=== Task instructions ===
Up to and including the line with "use std::sync::Arc;", copy the records below exactly from their first line.

'''

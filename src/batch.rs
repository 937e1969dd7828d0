//! Batch processing over a bounded worker pool.
//!
//! One bad file must not sink the batch: per-file errors are captured in
//! that file's outcome and the remaining files keep going. The one
//! exception is an invariant violation, which indicates a defect rather
//! than bad input and aborts the whole run.

use std::path::PathBuf;
use std::sync::Arc;
use std::thread;
use std::time::{Duration, Instant};

use crossbeam::channel;

use crate::engine::{CutReport, Engine};
use crate::error::{Error, Result};

/// Upper bound on how long one file is allowed to take; the join deadline
/// for the whole batch is this times the file count.
const PER_FILE_TIMEOUT: Duration = Duration::from_secs(5 * 60);

#[derive(Debug, Clone, Copy, Default, PartialEq, Eq)]
pub struct BatchOptions {
    /// Cap on worker threads; the pool never exceeds the file count or the
    /// available parallelism regardless.
    pub max_threads: Option<usize>,
}

/// Outcome for one file of the batch.
#[derive(Debug)]
pub struct BatchOutcome {
    pub path: PathBuf,
    pub report: Result<CutReport>,
}

fn pool_size(files: usize, options: &BatchOptions) -> usize {
    let available = thread::available_parallelism().map_or(1, |n| n.get());
    let mut size = available.min(files).max(1);
    if let Some(cap) = options.max_threads {
        size = size.min(cap.max(1));
    }
    size
}

/// Process `files` concurrently. Outcomes are returned in completion
/// order. An invariant violation in any file aborts with that error.
pub fn run(
    engine: Arc<Engine>,
    files: Vec<PathBuf>,
    output_dir: Option<PathBuf>,
    options: &BatchOptions,
) -> Result<Vec<BatchOutcome>> {
    if files.is_empty() {
        return Ok(Vec::new());
    }
    let total = files.len();
    let threads = pool_size(total, options);
    log::debug!("processing {total} files on {threads} threads");

    let (job_tx, job_rx) = channel::unbounded::<PathBuf>();
    let (outcome_tx, outcome_rx) = channel::unbounded::<BatchOutcome>();
    for file in files {
        // Unbounded channel with all senders alive; send cannot fail here.
        let _ = job_tx.send(file);
    }
    drop(job_tx);

    for _ in 0..threads {
        let jobs = job_rx.clone();
        let outcomes = outcome_tx.clone();
        let engine = Arc::clone(&engine);
        let output_dir = output_dir.clone();
        thread::spawn(move || {
            for path in jobs.iter() {
                let report = engine.process_file(&path, output_dir.as_deref());
                if let Err(err) = &report {
                    log::error!("{}: {err}", path.display());
                }
                if outcomes.send(BatchOutcome { path, report }).is_err() {
                    // Collector gave up waiting.
                    return;
                }
            }
        });
    }
    drop(outcome_tx);

    let deadline = Instant::now() + PER_FILE_TIMEOUT * total as u32;
    let mut collected = Vec::with_capacity(total);
    while collected.len() < total {
        match outcome_rx.recv_deadline(deadline) {
            Ok(outcome) => collected.push(outcome),
            Err(channel::RecvTimeoutError::Timeout) => {
                log::error!(
                    "batch timed out with {} of {total} files finished",
                    collected.len()
                );
                break;
            }
            Err(channel::RecvTimeoutError::Disconnected) => break,
        }
    }

    if let Some(i) = collected
        .iter()
        .position(|o| matches!(o.report, Err(Error::Invariant(_))))
    {
        if let Err(err) = collected.swap_remove(i).report {
            return Err(err);
        }
    }
    Ok(collected)
}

'''

=== Task answer ===
filename src/batch.rs
repository 937e1969dd7828d0
//! Batch processing over a bounded worker pool.
//!
//! One bad file must not sink the batch: per-file errors are captured in
//! that file's outcome and the remaining files keep going. The one
//! exception is an invariant violation, which indicates a defect rather
//! than bad input and aborts the whole run.

use std::path::PathBuf;
use std::sync::Arc;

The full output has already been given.